- TASK INPUT
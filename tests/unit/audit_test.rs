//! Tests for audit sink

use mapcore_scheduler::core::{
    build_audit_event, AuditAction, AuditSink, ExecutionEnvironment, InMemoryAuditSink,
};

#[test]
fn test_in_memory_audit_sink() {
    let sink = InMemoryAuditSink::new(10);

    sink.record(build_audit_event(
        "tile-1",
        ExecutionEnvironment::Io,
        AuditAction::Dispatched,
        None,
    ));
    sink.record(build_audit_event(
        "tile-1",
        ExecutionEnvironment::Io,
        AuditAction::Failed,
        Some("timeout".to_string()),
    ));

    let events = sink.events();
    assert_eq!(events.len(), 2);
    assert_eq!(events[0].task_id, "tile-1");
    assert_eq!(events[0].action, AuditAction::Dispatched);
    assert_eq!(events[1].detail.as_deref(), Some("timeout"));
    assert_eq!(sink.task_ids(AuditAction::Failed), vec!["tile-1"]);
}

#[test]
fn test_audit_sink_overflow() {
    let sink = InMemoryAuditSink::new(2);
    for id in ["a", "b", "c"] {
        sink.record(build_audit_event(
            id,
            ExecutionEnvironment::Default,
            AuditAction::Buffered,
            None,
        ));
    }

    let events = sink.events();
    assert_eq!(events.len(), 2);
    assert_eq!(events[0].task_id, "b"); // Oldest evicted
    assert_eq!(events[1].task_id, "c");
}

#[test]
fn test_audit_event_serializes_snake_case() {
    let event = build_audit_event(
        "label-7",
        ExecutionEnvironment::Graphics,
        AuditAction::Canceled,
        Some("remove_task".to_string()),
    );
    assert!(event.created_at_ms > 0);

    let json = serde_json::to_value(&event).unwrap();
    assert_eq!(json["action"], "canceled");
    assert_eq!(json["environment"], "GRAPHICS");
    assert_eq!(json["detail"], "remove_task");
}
...
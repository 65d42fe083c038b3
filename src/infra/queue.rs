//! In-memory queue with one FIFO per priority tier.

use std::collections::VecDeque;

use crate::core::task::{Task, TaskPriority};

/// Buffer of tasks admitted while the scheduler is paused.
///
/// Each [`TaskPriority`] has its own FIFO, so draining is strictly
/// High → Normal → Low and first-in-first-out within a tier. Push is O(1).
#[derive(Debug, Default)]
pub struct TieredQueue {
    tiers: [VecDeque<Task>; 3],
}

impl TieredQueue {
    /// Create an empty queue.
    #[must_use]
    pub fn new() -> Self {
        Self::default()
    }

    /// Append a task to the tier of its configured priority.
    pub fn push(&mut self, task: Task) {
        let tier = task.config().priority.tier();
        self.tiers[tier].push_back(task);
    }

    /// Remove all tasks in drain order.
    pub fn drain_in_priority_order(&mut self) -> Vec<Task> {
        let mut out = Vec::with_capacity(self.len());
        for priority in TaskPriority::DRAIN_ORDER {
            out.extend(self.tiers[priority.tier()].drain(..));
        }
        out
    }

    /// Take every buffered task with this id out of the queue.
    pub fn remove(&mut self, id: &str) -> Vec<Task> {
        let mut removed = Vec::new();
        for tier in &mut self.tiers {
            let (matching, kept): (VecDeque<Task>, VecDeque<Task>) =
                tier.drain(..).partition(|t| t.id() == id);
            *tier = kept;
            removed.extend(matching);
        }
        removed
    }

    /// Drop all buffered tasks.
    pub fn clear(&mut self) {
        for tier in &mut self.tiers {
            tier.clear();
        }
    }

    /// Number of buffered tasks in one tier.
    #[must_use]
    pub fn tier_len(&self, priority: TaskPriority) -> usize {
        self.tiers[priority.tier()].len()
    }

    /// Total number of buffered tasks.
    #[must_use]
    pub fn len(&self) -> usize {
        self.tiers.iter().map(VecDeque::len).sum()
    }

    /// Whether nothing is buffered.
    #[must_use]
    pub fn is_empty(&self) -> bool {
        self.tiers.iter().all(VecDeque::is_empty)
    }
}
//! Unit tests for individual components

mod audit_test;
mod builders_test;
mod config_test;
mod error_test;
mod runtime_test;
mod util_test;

- EXERCISE OBJECTIVE
Please return every line in the data that includes the string "extend".

- TASK ANSWER
            out.extend(self.tiers[priority.tier()].drain(..));
            removed.extend(matching);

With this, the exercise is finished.